[Dataset entries]
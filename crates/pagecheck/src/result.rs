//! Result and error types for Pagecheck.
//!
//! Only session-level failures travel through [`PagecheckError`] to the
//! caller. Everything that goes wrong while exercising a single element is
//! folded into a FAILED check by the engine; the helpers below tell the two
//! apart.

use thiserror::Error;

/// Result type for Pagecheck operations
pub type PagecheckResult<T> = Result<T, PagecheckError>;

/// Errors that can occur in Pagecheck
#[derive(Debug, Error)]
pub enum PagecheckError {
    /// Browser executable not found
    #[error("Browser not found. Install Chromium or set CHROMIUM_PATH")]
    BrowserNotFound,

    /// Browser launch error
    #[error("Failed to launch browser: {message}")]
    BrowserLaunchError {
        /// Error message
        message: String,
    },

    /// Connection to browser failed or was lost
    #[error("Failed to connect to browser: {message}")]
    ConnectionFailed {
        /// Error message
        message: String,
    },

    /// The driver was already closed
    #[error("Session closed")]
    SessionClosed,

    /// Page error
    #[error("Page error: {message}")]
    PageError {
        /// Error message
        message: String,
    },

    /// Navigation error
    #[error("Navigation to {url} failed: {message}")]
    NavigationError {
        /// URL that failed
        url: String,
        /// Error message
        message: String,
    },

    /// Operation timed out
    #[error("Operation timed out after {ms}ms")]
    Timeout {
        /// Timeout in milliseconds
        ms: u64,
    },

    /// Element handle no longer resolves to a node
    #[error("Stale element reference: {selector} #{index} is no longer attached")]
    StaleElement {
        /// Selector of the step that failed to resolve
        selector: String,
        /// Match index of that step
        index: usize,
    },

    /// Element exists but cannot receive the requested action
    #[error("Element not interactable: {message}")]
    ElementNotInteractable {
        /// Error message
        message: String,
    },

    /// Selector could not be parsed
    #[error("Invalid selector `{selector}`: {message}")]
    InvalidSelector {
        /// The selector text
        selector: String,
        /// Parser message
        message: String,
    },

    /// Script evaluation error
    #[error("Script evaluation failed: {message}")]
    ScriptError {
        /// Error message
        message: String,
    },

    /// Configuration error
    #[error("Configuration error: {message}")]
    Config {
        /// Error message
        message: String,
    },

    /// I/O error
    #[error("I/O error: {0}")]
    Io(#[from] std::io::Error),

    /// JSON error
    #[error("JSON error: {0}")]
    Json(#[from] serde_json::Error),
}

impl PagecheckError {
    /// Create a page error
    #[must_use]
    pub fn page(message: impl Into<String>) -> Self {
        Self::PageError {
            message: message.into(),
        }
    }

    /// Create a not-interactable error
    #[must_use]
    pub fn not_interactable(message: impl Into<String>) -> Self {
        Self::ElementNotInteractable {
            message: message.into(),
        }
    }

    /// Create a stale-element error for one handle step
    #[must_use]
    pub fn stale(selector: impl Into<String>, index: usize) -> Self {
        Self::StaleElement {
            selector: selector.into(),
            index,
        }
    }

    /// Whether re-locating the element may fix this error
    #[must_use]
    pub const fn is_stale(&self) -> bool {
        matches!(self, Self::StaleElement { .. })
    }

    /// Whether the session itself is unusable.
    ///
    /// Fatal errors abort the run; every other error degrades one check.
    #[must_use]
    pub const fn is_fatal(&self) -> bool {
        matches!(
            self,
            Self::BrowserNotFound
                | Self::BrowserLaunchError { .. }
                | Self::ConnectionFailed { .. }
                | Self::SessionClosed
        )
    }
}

---

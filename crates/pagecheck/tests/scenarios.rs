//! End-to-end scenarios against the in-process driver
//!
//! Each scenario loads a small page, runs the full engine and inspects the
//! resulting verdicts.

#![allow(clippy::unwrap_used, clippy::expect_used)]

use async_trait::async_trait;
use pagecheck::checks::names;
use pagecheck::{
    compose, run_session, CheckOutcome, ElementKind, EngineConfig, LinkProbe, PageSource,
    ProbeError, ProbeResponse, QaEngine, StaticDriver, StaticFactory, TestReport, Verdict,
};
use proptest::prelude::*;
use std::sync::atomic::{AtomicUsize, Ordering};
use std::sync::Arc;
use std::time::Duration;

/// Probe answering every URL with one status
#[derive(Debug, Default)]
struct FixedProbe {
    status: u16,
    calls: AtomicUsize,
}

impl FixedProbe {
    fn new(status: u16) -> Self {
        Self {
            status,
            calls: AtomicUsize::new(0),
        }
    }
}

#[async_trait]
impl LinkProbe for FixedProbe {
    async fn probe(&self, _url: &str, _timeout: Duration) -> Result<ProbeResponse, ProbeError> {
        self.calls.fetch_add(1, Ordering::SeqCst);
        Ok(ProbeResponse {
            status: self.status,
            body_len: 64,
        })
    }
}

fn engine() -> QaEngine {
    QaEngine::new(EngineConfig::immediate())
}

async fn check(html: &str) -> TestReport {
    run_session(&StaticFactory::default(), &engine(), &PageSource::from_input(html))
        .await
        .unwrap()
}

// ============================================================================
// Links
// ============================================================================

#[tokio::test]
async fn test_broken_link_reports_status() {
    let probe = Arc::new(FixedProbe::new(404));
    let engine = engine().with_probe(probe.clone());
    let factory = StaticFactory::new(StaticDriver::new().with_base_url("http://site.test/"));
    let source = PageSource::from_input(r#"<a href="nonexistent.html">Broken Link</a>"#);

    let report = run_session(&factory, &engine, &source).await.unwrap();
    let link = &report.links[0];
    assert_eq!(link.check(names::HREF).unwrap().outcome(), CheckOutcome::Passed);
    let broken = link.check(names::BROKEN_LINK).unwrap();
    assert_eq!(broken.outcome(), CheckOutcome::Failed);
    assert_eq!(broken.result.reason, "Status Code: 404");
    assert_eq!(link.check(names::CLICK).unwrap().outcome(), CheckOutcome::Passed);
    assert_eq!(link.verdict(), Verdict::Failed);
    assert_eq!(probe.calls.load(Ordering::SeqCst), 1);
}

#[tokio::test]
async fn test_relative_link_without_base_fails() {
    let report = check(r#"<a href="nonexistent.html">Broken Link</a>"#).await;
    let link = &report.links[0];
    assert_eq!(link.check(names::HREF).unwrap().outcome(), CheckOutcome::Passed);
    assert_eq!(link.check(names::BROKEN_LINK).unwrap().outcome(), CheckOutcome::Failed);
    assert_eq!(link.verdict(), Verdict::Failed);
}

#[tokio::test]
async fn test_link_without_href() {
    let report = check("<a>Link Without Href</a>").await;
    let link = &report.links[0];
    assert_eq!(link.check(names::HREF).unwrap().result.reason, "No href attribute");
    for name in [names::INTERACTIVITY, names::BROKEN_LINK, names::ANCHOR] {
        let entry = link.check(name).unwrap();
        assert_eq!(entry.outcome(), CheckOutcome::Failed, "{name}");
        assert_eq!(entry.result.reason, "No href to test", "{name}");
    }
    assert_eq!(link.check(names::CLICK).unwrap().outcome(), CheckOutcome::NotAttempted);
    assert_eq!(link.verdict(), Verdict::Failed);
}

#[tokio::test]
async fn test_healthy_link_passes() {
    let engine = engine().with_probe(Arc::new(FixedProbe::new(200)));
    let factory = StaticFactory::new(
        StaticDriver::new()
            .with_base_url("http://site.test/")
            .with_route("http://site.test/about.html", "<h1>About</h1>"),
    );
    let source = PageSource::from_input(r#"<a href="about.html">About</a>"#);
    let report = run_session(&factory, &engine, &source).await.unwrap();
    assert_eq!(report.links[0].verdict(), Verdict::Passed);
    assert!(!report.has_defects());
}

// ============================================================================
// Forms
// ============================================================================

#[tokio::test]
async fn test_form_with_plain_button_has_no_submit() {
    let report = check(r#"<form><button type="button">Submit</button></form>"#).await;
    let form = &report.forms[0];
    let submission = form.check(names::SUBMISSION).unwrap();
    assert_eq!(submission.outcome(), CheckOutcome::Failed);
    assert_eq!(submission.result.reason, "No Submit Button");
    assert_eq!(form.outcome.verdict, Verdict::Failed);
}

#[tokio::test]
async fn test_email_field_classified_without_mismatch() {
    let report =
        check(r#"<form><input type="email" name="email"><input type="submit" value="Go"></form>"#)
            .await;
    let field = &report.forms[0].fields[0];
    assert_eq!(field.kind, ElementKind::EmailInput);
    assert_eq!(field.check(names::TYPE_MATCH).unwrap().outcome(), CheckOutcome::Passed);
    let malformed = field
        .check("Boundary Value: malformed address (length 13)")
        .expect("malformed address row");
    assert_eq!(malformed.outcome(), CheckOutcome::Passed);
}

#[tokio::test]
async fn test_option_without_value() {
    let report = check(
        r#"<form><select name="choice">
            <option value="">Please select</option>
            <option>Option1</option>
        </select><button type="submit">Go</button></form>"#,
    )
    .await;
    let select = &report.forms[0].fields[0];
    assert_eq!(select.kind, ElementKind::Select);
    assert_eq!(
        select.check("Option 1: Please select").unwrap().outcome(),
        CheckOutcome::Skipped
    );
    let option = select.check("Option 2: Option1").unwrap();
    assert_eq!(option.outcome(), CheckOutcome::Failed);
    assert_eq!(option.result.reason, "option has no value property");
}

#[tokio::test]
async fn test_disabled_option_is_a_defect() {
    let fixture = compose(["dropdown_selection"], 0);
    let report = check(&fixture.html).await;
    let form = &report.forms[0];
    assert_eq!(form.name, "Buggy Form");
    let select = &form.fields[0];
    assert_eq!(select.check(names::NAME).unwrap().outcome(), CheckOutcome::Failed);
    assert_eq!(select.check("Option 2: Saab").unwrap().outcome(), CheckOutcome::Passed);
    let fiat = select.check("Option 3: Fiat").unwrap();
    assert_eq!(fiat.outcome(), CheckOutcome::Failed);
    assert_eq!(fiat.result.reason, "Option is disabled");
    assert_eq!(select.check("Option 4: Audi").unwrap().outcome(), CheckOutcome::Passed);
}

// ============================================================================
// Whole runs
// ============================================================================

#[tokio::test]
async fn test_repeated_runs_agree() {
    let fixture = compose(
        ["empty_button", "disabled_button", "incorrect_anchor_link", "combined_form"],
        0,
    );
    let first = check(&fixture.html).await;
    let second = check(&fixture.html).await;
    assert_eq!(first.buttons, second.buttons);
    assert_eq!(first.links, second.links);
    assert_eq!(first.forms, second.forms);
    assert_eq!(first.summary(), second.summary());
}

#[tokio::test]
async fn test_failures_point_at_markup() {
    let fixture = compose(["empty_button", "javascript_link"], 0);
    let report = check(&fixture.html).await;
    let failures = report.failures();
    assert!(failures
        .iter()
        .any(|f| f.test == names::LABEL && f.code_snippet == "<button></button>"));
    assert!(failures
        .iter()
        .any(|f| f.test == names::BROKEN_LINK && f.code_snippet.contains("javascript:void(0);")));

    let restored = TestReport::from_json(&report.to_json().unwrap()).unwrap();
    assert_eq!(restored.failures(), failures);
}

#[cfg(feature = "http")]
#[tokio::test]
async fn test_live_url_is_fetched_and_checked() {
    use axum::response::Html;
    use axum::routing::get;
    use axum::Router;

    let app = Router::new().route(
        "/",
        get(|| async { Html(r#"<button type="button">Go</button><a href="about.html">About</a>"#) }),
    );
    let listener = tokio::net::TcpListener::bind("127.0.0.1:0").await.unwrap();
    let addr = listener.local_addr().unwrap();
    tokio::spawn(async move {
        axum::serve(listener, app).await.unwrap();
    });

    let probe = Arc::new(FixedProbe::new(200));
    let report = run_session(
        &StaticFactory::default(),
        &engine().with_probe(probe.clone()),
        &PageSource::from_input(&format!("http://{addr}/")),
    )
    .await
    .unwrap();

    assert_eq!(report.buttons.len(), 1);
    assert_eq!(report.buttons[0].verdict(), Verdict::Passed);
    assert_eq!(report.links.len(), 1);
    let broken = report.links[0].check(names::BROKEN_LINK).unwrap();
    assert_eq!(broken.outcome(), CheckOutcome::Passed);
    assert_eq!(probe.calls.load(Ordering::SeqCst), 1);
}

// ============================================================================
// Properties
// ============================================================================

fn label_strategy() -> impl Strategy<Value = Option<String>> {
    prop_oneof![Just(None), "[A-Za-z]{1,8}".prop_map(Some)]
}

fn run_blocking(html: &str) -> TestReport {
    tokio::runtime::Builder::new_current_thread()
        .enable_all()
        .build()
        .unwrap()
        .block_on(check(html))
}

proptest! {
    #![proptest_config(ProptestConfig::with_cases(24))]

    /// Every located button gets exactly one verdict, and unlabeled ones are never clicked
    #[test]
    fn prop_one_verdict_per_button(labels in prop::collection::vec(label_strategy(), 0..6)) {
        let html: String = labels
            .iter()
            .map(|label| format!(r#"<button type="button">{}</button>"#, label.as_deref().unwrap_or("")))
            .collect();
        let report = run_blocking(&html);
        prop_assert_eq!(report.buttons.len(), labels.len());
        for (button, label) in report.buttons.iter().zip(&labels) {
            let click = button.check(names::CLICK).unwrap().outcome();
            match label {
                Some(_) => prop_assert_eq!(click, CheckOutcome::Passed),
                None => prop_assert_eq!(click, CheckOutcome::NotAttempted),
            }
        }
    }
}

=== Task statement ===
An exact, complete copy of the lines above from the one with "let addr = listener.local_addr().unwrap();" through the one with "fn run_blocking(html: &str)" is the whole answer.

=== Response for this exercise ===
    let addr = listener.local_addr().unwrap();
    tokio::spawn(async move {
        axum::serve(listener, app).await.unwrap();
    });

    let probe = Arc::new(FixedProbe::new(200));
    let report = run_session(
        &StaticFactory::default(),
        &engine().with_probe(probe.clone()),
        &PageSource::from_input(&format!("http://{addr}/")),
    )
    .await
    .unwrap();

    assert_eq!(report.buttons.len(), 1);
    assert_eq!(report.buttons[0].verdict(), Verdict::Passed);
    assert_eq!(report.links.len(), 1);
    let broken = report.links[0].check(names::BROKEN_LINK).unwrap();
    assert_eq!(broken.outcome(), CheckOutcome::Passed);
    assert_eq!(probe.calls.load(Ordering::SeqCst), 1);
}

// ============================================================================
// Properties
// ============================================================================

fn label_strategy() -> impl Strategy<Value = Option<String>> {
    prop_oneof![Just(None), "[A-Za-z]{1,8}".prop_map(Some)]
}

fn run_blocking(html: &str) -> TestReport {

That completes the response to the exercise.